Optimization of expression JTAT protein with emphasis on transformation efficiency and IPTG concentration

One of small accessory genes between pol and env is tat gene encoding TAT protein. This research was aimed to optimize the expression of Jembrana TAT (JTAT) protein with preparing Escherichia coli (E. coli) in advance using adopted methods of M1 (MgCl2 + CaCl2) and M2 (CaCl2 + Glycerol). The best transformation efficiency resulting from a better transformation method was used to subsequent expression of JTAT protein. A synthetic tat gene encoding protein JTAT was previously cloned into pBT-hisC. Concentration of 200; 400; 600 µM IPTG was induced to a small volume culture (200 ml; OD600 = 4), incubated for 3 h. Pellets were harvested by centrifugation (4000 rpm; 4 °C; 15 min). Buffer B (10 mM Immidazole) was added into pellets, lysed by freeze-thaw followed by sonication. Supernatant was collected by centrifugation (10,000 rpm; 4 °C; 20 min) and purified using Ni-NTA Agarose resin, released by elution buffer (E) containing 400 mM Immidazole to collect purified protein twice (E1, E2). The protein was characterized by SDS-PAGE and Western Blot (WB), quantified (at λ595 nm) with BSA standard method in prior.
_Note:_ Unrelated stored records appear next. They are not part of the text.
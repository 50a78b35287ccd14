//! Feed registry: loads feed definitions from embedded TOML configs.
//!
//! Each `.toml` file in `packages/feed/feeds/` is baked into the binary at
//! compile time via [`include_str!`]. The base URL defaults to the USGS
//! summary feed and can be pointed at a mirror with
//! `QUAKE_MAP_FEED_BASE_URL`.

use quake_map_feed_models::FeedDefinition;
use quake_map_quake_models::FeedWindow;

/// Default feed base URL.
pub const DEFAULT_BASE_URL: &str = "https://earthquake.usgs.gov/earthquakes/feed/v1.0/summary";

/// Environment variable overriding [`DEFAULT_BASE_URL`].
pub const BASE_URL_ENV: &str = "QUAKE_MAP_FEED_BASE_URL";

/// TOML configs embedded at compile time.
const FEED_TOMLS: &[(&str, &str)] = &[
    ("hour", include_str!("../feeds/hour.toml")),
    ("day", include_str!("../feeds/day.toml")),
    ("week", include_str!("../feeds/week.toml")),
    ("month", include_str!("../feeds/month.toml")),
];

/// Total number of configured feeds (used in tests).
#[cfg(test)]
const EXPECTED_FEED_COUNT: usize = 4;

/// Returns all configured feed definitions, parsed from embedded TOML.
///
/// # Panics
///
/// Panics if any TOML config is malformed (this is a compile-time guarantee
/// since the configs are embedded).
#[must_use]
pub fn all_feeds() -> Vec<FeedDefinition> {
    FEED_TOMLS
        .iter()
        .map(|(name, toml_str)| {
            toml::de::from_str(toml_str)
                .unwrap_or_else(|e| panic!("Failed to parse feed '{name}': {e}"))
        })
        .collect()
}

/// Looks up the definition for a window.
#[must_use]
pub fn feed_for(window: FeedWindow) -> Option<FeedDefinition> {
    all_feeds().into_iter().find(|f| f.window == window)
}

/// Resolves the feed base URL from the environment, falling back to
/// [`DEFAULT_BASE_URL`].
#[must_use]
pub fn base_url() -> String {
    std::env::var(BASE_URL_ENV)
        .ok()
        .filter(|s| !s.trim().is_empty())
        .unwrap_or_else(|| DEFAULT_BASE_URL.to_string())
}

#[cfg(test)]
mod tests {
    use super::*;
    use std::collections::BTreeSet;

    #[test]
    fn loads_all_feeds() {
        let feeds = all_feeds();
        assert_eq!(
            feeds.len(),
            EXPECTED_FEED_COUNT,
            "Expected {EXPECTED_FEED_COUNT} feeds, found {}. \
             Update EXPECTED_FEED_COUNT after adding/removing feeds.",
            feeds.len()
        );
    }

    #[test]
    fn every_window_has_exactly_one_feed() {
        let feeds = all_feeds();
        let mut seen = BTreeSet::new();
        for feed in &feeds {
            assert!(seen.insert(feed.window), "Duplicate feed window: {}", feed.window);
        }
        for window in FeedWindow::all() {
            assert!(seen.contains(window), "No feed for window {window}");
        }
    }

    #[test]
    fn feed_urls_are_distinct_geojson_files() {
        let urls: BTreeSet<String> = all_feeds()
            .iter()
            .map(|f| f.url(DEFAULT_BASE_URL))
            .collect();
        assert_eq!(urls.len(), EXPECTED_FEED_COUNT);
        assert!(urls.iter().all(|u| u.ends_with(".geojson")));
        assert_eq!(
            feed_for(FeedWindow::Day).unwrap().url(DEFAULT_BASE_URL),
            "https://earthquake.usgs.gov/earthquakes/feed/v1.0/summary/all_day.geojson"
        );
    }
}
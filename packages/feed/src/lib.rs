#![cfg_attr(feature = "fail-on-warnings", deny(warnings))]
#![warn(clippy::all, clippy::pedantic, clippy::nursery, clippy::cargo)]
#![allow(clippy::multiple_crate_versions, clippy::cargo_common_metadata)]

//! Earthquake feed registry, normalization, and cancellable fetch lifecycle.
//!
//! The feed is pulled, never pushed: a [`fetcher::FeedFetcher`] issues one
//! request per selected [`FeedWindow`], superseding any request still in
//! flight. Raw `GeoJSON` payloads are normalized by [`normalize`] into
//! validated [`quake_map_quake_models::EarthquakeEvent`] values.

pub mod cancel;
pub mod fetcher;
pub mod normalize;
pub mod registry;
pub mod transport;

use async_trait::async_trait;
use quake_map_quake_models::FeedWindow;

/// Errors that can occur while fetching a feed.
#[derive(Debug, thiserror::Error)]
pub enum FeedError {
    /// Network-level failure (connect, timeout, body read).
    #[error("HTTP request failed: {0}")]
    Http(#[from] reqwest::Error),

    /// The server answered with a non-success status.
    #[error("HTTP {status}")]
    Status {
        /// Numeric status code.
        status: u16,
        /// Requested URL.
        url: String,
    },

    /// The body was not valid JSON.
    #[error("JSON parse error: {0}")]
    Json(#[from] serde_json::Error),

    /// The request was superseded or its consumer went away.
    #[error("request cancelled")]
    Cancelled,

    /// No feed is registered for the requested window.
    #[error("no feed configured for window '{0}'")]
    UnknownWindow(FeedWindow),

    /// The fetcher was torn down and accepts no further requests.
    #[error("fetcher has been torn down")]
    TornDown,
}

impl FeedError {
    /// Whether this error represents cancellation rather than a failure.
    ///
    /// Cancellations are swallowed by the fetcher and never surfaced as a
    /// failed state.
    #[must_use]
    pub const fn is_cancellation(&self) -> bool {
        matches!(self, Self::Cancelled)
    }
}

/// Retrieves the raw body of a feed URL.
///
/// Implementations must return [`FeedError::Status`] for non-2xx
/// responses. Cancellation is handled by the caller, which drops the
/// returned future when the request is superseded.
#[async_trait]
pub trait FeedTransport: Send + Sync {
    /// Fetches `url` and returns the response body.
    ///
    /// # Errors
    ///
    /// Returns [`FeedError`] on network failure or a non-success status.
    async fn get(&self, url: &str) -> Result<String, FeedError>;
}
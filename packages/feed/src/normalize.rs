//! Normalizes raw `GeoJSON` features into [`EarthquakeEvent`] values.
//!
//! Malformed records are dropped silently: a feature without usable
//! coordinates, or with a magnitude that is present but not a number, never
//! reaches the view and never fails the fetch.

use chrono::DateTime;
use quake_map_feed_models::{RawFeedRecord, RawMagnitude};
use quake_map_quake_models::EarthquakeEvent;
use serde_json::Value;

use crate::FeedError;

/// Parses a feed body into raw records.
///
/// A document without a `features` array yields no records rather than an
/// error.
///
/// # Errors
///
/// Returns [`FeedError::Json`] if `body` is not valid JSON.
pub fn parse_feed(body: &str) -> Result<Vec<RawFeedRecord>, FeedError> {
    let json: Value = serde_json::from_str(body)?;

    let Some(features) = json.get("features").and_then(Value::as_array) else {
        log::debug!("Feed document has no features array");
        return Ok(Vec::new());
    };

    Ok(features.iter().map(raw_record_from_feature).collect())
}

/// Extracts the consumed fields from a single feature.
///
/// Never fails: anything missing or of the wrong type becomes `None` (or
/// [`RawMagnitude::Invalid`] for a non-numeric magnitude) and is judged
/// later by [`normalize_record`].
#[must_use]
pub fn raw_record_from_feature(feature: &Value) -> RawFeedRecord {
    let coordinates = feature
        .pointer("/geometry/coordinates")
        .and_then(Value::as_array);
    let coordinate = |i: usize| {
        coordinates
            .and_then(|c| c.get(i))
            .and_then(Value::as_f64)
    };

    let props = feature.get("properties");
    let prop = |key: &str| props.and_then(|p| p.get(key));
    let prop_str = |key: &str| prop(key).and_then(Value::as_str).map(str::to_string);

    let id = feature.get("id").and_then(|v| match v {
        Value::String(s) => Some(s.clone()),
        Value::Number(n) => Some(n.to_string()),
        _ => None,
    });

    RawFeedRecord {
        id,
        longitude: coordinate(0),
        latitude: coordinate(1),
        depth: coordinate(2),
        magnitude: RawMagnitude::from_json(prop("mag")),
        place: prop_str("place"),
        time_ms: prop("time").and_then(Value::as_i64),
        url: prop_str("url"),
        tsunami: prop("tsunami").and_then(Value::as_i64),
        felt: prop("felt").and_then(Value::as_i64),
        alert: prop_str("alert"),
    }
}

/// Normalizes raw records, preserving input order among survivors.
#[must_use]
pub fn normalize(records: &[RawFeedRecord]) -> Vec<EarthquakeEvent> {
    let events: Vec<EarthquakeEvent> = records.iter().filter_map(normalize_record).collect();

    let dropped = records.len() - events.len();
    if dropped > 0 {
        log::debug!(
            "Dropped {dropped} of {} feed records with invalid coordinates or magnitude",
            records.len()
        );
    }

    events
}

/// Validates a single record.
///
/// Returns `None` when latitude or longitude is missing, non-finite, or out
/// of range, or when the magnitude is present but not a number.
#[must_use]
pub fn normalize_record(raw: &RawFeedRecord) -> Option<EarthquakeEvent> {
    let lat = raw
        .latitude
        .filter(|v| v.is_finite() && (-90.0..=90.0).contains(v))?;
    let lon = raw
        .longitude
        .filter(|v| v.is_finite() && (-180.0..=180.0).contains(v))?;

    let magnitude = match raw.magnitude {
        RawMagnitude::Missing => None,
        RawMagnitude::Number(m) if !m.is_nan() => Some(m),
        RawMagnitude::Number(_) | RawMagnitude::Invalid => return None,
    };

    Some(EarthquakeEvent {
        id: raw.id.clone().unwrap_or_default(),
        lat,
        lon,
        depth: raw.depth.filter(|d| d.is_finite()),
        magnitude,
        place: raw.place.clone(),
        occurred_at: raw.time_ms.and_then(DateTime::from_timestamp_millis),
        reference_url: raw.url.clone(),
        tsunami_flag: raw.tsunami == Some(1),
        felt_reports: raw.felt,
        alert_level: raw.alert.clone(),
    })
}
#![cfg_attr(feature = "fail-on-warnings", deny(warnings))]
#![warn(clippy::all, clippy::pedantic, clippy::nursery, clippy::cargo)]
#![allow(clippy::multiple_crate_versions, clippy::cargo_common_metadata)]

//! Derived earthquake views: filtering, statistics, bounds, marker icons,
//! and clustering.
//!
//! Everything here is synchronous and pure apart from the [`icons::IconCache`],
//! which is append-only. Filtering never triggers network activity: a new
//! magnitude threshold is a local recomputation over already-fetched events.

pub mod bounds;
pub mod cluster;
pub mod config;
pub mod filter;
pub mod frame;
pub mod icons;
pub mod model;

use thiserror::Error;

pub use config::{AveragingPolicy, ViewConfig};

/// Errors that can occur while loading view configuration.
#[derive(Debug, Error)]
pub enum ViewConfigError {
    /// Reading the config file failed.
    #[error("I/O error: {0}")]
    Io(#[from] std::io::Error),

    /// The config file is not valid TOML or has unexpected fields.
    #[error("TOML parse error: {0}")]
    Toml(#[from] toml::de::Error),

    /// A value is out of range.
    #[error("Invalid view config: {message}")]
    Invalid {
        /// Description of what went wrong.
        message: String,
    },
}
The result showed that transformation efficiency was better in M2 (2.53 × 106) than M1 (3.10 × 105). The JTAT protein was expressed at a right size of 11.8 kDa. Concentration of 200 µM IPTG produced a significantly better protein yield (1.500 ± 0.089 mg/ml; P < 0.05) than 600 µM IPTG (0.896 ± 0.052 mg/ml) and not different to 400 µM IPTG (1.298 ± 0.080 mg/ml). This research indicated that transformation efficiency needs to be taken account in prior of optimization of the protein expression.